Restoring old furniture to former glory.(Grand-kids)

Old Cupboard and round table

Old Cupboard and round table

It is the only way. Do something useful and Christmas will soon be over. We all know that all norm explodes and insanity becomes king during Christmas. Did you see that footage of demented shoppers on boxing day? Twisted faces gripped in shopping frenzy. They camp overnight in sleeping bags in front of David Jones. On Boxing day they buy what they don’t need and don’t even want. The magic of the advertisers now have voodooed the world’s population in ‘shopping means saving’. Everything you buy is ‘saving’. ‘Save’ here, the poster tells us. We carry bags full of goods home and are now even richer than before.

The grandkids are staying with us for a second time but tablets are locked away in my sock drawer. It has come to that now. My socks are behind lock and key. I have Norwegian socks and someone in this family ( I won’t mention names) has taken to wearing them without shoes and tramped around the tiled floor and even outside in the garden. Can you believe this AND with Norwegian socks?

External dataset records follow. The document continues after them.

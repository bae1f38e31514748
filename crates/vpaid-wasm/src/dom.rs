//! DOM bindings for the host collaborators
//!
//! The page's slot `<div>`, its `<video>` element, `window.setTimeout`, and
//! an optional JS overlay builder, wrapped so the core ad unit can drive them.

use std::cell::RefCell;
use std::rc::Rc;
use std::time::Duration;

use serde::Serialize;
use vpaid_core::{
    AdSlot, CreativeParameters, Error, MediaElement, MediaSignal, Overlay, Result, Scheduler,
    SignalHandler,
};
use wasm_bindgen::prelude::*;
use wasm_bindgen::JsCast;
use web_sys::{Element, HtmlVideoElement};

/// Best-effort text for a thrown JS value
pub(crate) fn describe(value: &JsValue) -> String {
    value
        .as_string()
        .or_else(|| js_sys::JSON::stringify(value).ok().map(String::from))
        .unwrap_or_else(|| format!("{value:?}"))
}

fn media_error(context: &str, value: JsValue) -> Error {
    Error::media(format!("{context}: {}", describe(&value)))
}

/// `<video>` element the creative plays on
pub struct WebVideo {
    element: HtmlVideoElement,
    /// Attached listeners, detached again on drop
    listeners: RefCell<Vec<(&'static str, Closure<dyn FnMut()>)>>,
}

impl WebVideo {
    pub fn new(element: HtmlVideoElement) -> Self {
        Self {
            element,
            listeners: RefCell::new(Vec::new()),
        }
    }

    pub fn element(&self) -> &HtmlVideoElement {
        &self.element
    }
}

impl MediaElement for WebVideo {
    fn set_source(&self, url: &str) -> Result<()> {
        self.element
            .set_attribute("src", url)
            .map_err(|e| media_error("set src", e))
    }

    fn set_dimensions(&self, width: u32, height: u32) -> Result<()> {
        self.element.set_width(width);
        self.element.set_height(height);
        Ok(())
    }

    fn play(&self) -> Result<()> {
        let promise = self.element.play().map_err(|e| media_error("play", e))?;

        // Autoplay policies reject the promise asynchronously
        let on_reject = Closure::once(|reason: JsValue| {
            web_sys::console::warn_2(&"[VPAID WASM] play() rejected:".into(), &reason);
        });
        let _ = promise.catch(&on_reject);
        on_reject.forget();

        Ok(())
    }

    fn pause(&self) -> Result<()> {
        self.element.pause().map_err(|e| media_error("pause", e))
    }

    fn current_time(&self) -> f64 {
        self.element.current_time()
    }

    fn duration(&self) -> f64 {
        self.element.duration()
    }

    fn seek(&self, position: f64) -> Result<()> {
        self.element.set_current_time(position);
        Ok(())
    }

    fn observe(&self, signal: MediaSignal, handler: SignalHandler) -> Result<()> {
        let event_name = signal.event_name();
        let closure = Closure::<dyn FnMut()>::new(move || handler());
        self.element
            .add_event_listener_with_callback(event_name, closure.as_ref().unchecked_ref())
            .map_err(|e| media_error("addEventListener", e))?;
        self.listeners.borrow_mut().push((event_name, closure));
        Ok(())
    }
}

impl Drop for WebVideo {
    fn drop(&mut self) {
        for (event_name, closure) in self.listeners.get_mut().drain(..) {
            let _ = self
                .element
                .remove_event_listener_with_callback(event_name, closure.as_ref().unchecked_ref());
        }
    }
}

/// Host container `<div>`; also the fullscreen target for `expandAd`
pub struct WebSlot {
    element: Element,
}

impl WebSlot {
    pub fn new(element: Element) -> Self {
        Self { element }
    }
}

impl AdSlot for WebSlot {
    type Media = WebVideo;

    fn create_media_element(&self) -> Result<WebVideo> {
        let document = self
            .element
            .owner_document()
            .or_else(|| web_sys::window().and_then(|w| w.document()))
            .ok_or_else(|| Error::media("no document to create a video element in"))?;

        let video = document
            .create_element("video")
            .map_err(|e| media_error("createElement", e))?
            .dyn_into::<HtmlVideoElement>()
            .map_err(|_| Error::media("created element is not a video"))?;

        self.element
            .append_child(&video)
            .map_err(|e| media_error("appendChild", e))?;

        Ok(WebVideo::new(video))
    }

    fn request_fullscreen(&self) -> Result<()> {
        self.element
            .request_fullscreen()
            .map_err(|e| media_error("requestFullscreen", e))
    }
}

/// `window.setTimeout` scheduler
pub struct WindowScheduler;

impl Scheduler for WindowScheduler {
    fn schedule(&self, delay: Duration, task: Box<dyn FnOnce()>) {
        let Some(window) = web_sys::window() else {
            web_sys::console::warn_1(&"[VPAID WASM] No window, running deferred task now".into());
            task();
            return;
        };

        let callback = Closure::once_into_js(move || task());
        let timeout = i32::try_from(delay.as_millis()).unwrap_or(i32::MAX);
        if let Err(e) = window
            .set_timeout_with_callback_and_timeout_and_arguments_0(callback.unchecked_ref(), timeout)
        {
            web_sys::console::error_2(&"[VPAID WASM] setTimeout failed:".into(), &e);
        }
    }
}

/// Overlay built by a JS function receiving the creative parameters
#[derive(Clone, Default)]
pub struct JsOverlay {
    builder: Rc<RefCell<Option<js_sys::Function>>>,
}

impl JsOverlay {
    pub fn set_builder(&self, builder: js_sys::Function) {
        *self.builder.borrow_mut() = Some(builder);
    }
}

impl Overlay for JsOverlay {
    fn build(&self, parameters: &CreativeParameters) -> Result<()> {
        let Some(builder) = self.builder.borrow().clone() else {
            return Ok(());
        };

        let value = parameters
            .serialize(&serde_wasm_bindgen::Serializer::json_compatible())
            .map_err(|e| Error::media(format!("overlay parameters: {e}")))?;
        builder
            .call1(&JsValue::NULL, &value)
            .map(|_| ())
            .map_err(|e| media_error("overlay builder", e))
    }
}
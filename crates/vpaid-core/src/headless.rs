//! Headless host
//!
//! In-memory implementations of the host collaborators so the full ad
//! lifecycle runs without a browser. Every type is a cheap shared handle:
//! clone it, hand one copy to the ad, and drive or inspect it through the
//! other.

use crate::host::{AdSlot, MediaElement, MediaSignal, Scheduler, SignalHandler};
use crate::Result;
use std::cell::RefCell;
use std::collections::HashMap;
use std::rc::Rc;
use std::time::Duration;

struct VideoState {
    source: Option<String>,
    width: u32,
    height: u32,
    paused: bool,
    current_time: f64,
    duration: f64,
    handlers: HashMap<MediaSignal, Vec<SignalHandler>>,
}

/// Fake media element with a host-driven clock
#[derive(Clone)]
pub struct HeadlessVideo {
    state: Rc<RefCell<VideoState>>,
}

impl HeadlessVideo {
    pub fn new() -> Self {
        Self {
            state: Rc::new(RefCell::new(VideoState {
                source: None,
                width: 0,
                height: 0,
                paused: true,
                current_time: 0.0,
                duration: f64::NAN,
                handlers: HashMap::new(),
            })),
        }
    }

    /// Media with known duration (seconds)
    pub fn with_duration(duration: f64) -> Self {
        let video = Self::new();
        video.set_duration(duration);
        video
    }

    pub fn set_duration(&self, duration: f64) {
        self.state.borrow_mut().duration = duration;
    }

    pub fn source(&self) -> Option<String> {
        self.state.borrow().source.clone()
    }

    pub fn dimensions(&self) -> (u32, u32) {
        let state = self.state.borrow();
        (state.width, state.height)
    }

    pub fn is_paused(&self) -> bool {
        self.state.borrow().paused
    }

    /// Move the clock and report a position update
    pub fn advance_to(&self, current_time: f64) {
        self.state.borrow_mut().current_time = current_time;
        self.fire(MediaSignal::TimeUpdate);
    }

    /// Run to the end and report end of stream
    pub fn finish(&self) {
        {
            let mut state = self.state.borrow_mut();
            state.current_time = state.duration;
            state.paused = true;
        }
        self.fire(MediaSignal::TimeUpdate);
        self.fire(MediaSignal::Ended);
    }

    /// Invoke every handler attached to `signal`
    pub fn fire(&self, signal: MediaSignal) {
        let handlers = self
            .state
            .borrow()
            .handlers
            .get(&signal)
            .cloned()
            .unwrap_or_default();
        for handler in handlers {
            handler();
        }
    }
}

impl Default for HeadlessVideo {
    fn default() -> Self {
        Self::new()
    }
}

impl MediaElement for HeadlessVideo {
    fn set_source(&self, url: &str) -> Result<()> {
        self.state.borrow_mut().source = Some(url.to_string());
        Ok(())
    }

    fn set_dimensions(&self, width: u32, height: u32) -> Result<()> {
        let mut state = self.state.borrow_mut();
        state.width = width;
        state.height = height;
        Ok(())
    }

    fn play(&self) -> Result<()> {
        self.state.borrow_mut().paused = false;
        self.fire(MediaSignal::Play);
        Ok(())
    }

    fn pause(&self) -> Result<()> {
        self.state.borrow_mut().paused = true;
        Ok(())
    }

    fn current_time(&self) -> f64 {
        self.state.borrow().current_time
    }

    fn duration(&self) -> f64 {
        self.state.borrow().duration
    }

    fn seek(&self, position: f64) -> Result<()> {
        self.state.borrow_mut().current_time = position;
        Ok(())
    }

    fn observe(&self, signal: MediaSignal, handler: SignalHandler) -> Result<()> {
        self.state
            .borrow_mut()
            .handlers
            .entry(signal)
            .or_default()
            .push(handler);
        Ok(())
    }
}

#[derive(Default)]
struct SlotState {
    created: Vec<HeadlessVideo>,
    fullscreen_requests: u32,
}

/// Fake host container
#[derive(Clone, Default)]
pub struct HeadlessSlot {
    state: Rc<RefCell<SlotState>>,
    duration: Option<f64>,
}

impl HeadlessSlot {
    pub fn new() -> Self {
        Self::default()
    }

    /// Slot whose created media elements report `duration`
    pub fn with_duration(duration: f64) -> Self {
        Self {
            duration: Some(duration),
            ..Self::default()
        }
    }

    /// Number of media elements the ad created in this slot
    pub fn created(&self) -> usize {
        self.state.borrow().created.len()
    }

    pub fn fullscreen_requests(&self) -> u32 {
        self.state.borrow().fullscreen_requests
    }
}

impl AdSlot for HeadlessSlot {
    type Media = HeadlessVideo;

    fn create_media_element(&self) -> Result<HeadlessVideo> {
        let video = match self.duration {
            Some(duration) => HeadlessVideo::with_duration(duration),
            None => HeadlessVideo::new(),
        };
        self.state.borrow_mut().created.push(video.clone());
        Ok(video)
    }

    fn request_fullscreen(&self) -> Result<()> {
        self.state.borrow_mut().fullscreen_requests += 1;
        Ok(())
    }
}

struct ScheduledTask {
    delay: Duration,
    task: Box<dyn FnOnce()>,
}

/// Scheduler that holds deferred tasks until the caller runs them
#[derive(Clone, Default)]
pub struct ManualScheduler {
    queue: Rc<RefCell<Vec<ScheduledTask>>>,
}

impl ManualScheduler {
    pub fn new() -> Self {
        Self::default()
    }

    pub fn pending(&self) -> usize {
        self.queue.borrow().len()
    }

    /// Delays of the queued tasks, in scheduling order
    pub fn delays(&self) -> Vec<Duration> {
        self.queue.borrow().iter().map(|t| t.delay).collect()
    }

    /// Run every queued task; returns how many ran
    pub fn run_pending(&self) -> usize {
        let tasks: Vec<_> = self.queue.borrow_mut().drain(..).collect();
        let count = tasks.len();
        for scheduled in tasks {
            (scheduled.task)();
        }
        count
    }
}

impl Scheduler for ManualScheduler {
    fn schedule(&self, delay: Duration, task: Box<dyn FnOnce()>) {
        self.queue.borrow_mut().push(ScheduledTask { delay, task });
    }
}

With an hour of tablet withdrawal suffering and some twitching button fingers, the boys soon were on their way to activity. One started reading a 600 Michael Grant page book. The other started building a real working V8 engine toy, given as a Christmas present. . We had the Lamb Raan on Christmas day. It was given it’s well earned standing ovation.

Now that things are settling back to normal ( That’s if Ms ‘normal’ ever lives here) I decided to finally heed Helvi’s frequent requests to finish stripping the remnants of paint from an old farm cupboard that we had lugged from Holland together with an old table and lots of kitchen thatched chairs, all of which came from the (approximately) 1780’s Saxon farm that we had bought during our stay there between 1973-76. The cupboard was painted by us while living in Holland. It was fashionable to go and hand paint old farm furniture and give it a ‘Scandinavian’ look. Strictly speaking Finland is not Scandinavia, but so what? It was close enough. Anyway, we were foolish, young, passionate and great home makers. Our kids were young and learnt Dutch within a few months. I can still see them riding their little bikes to primary school a couple of kilometres away… And now, and now… We are having their kids over with Internet tablets.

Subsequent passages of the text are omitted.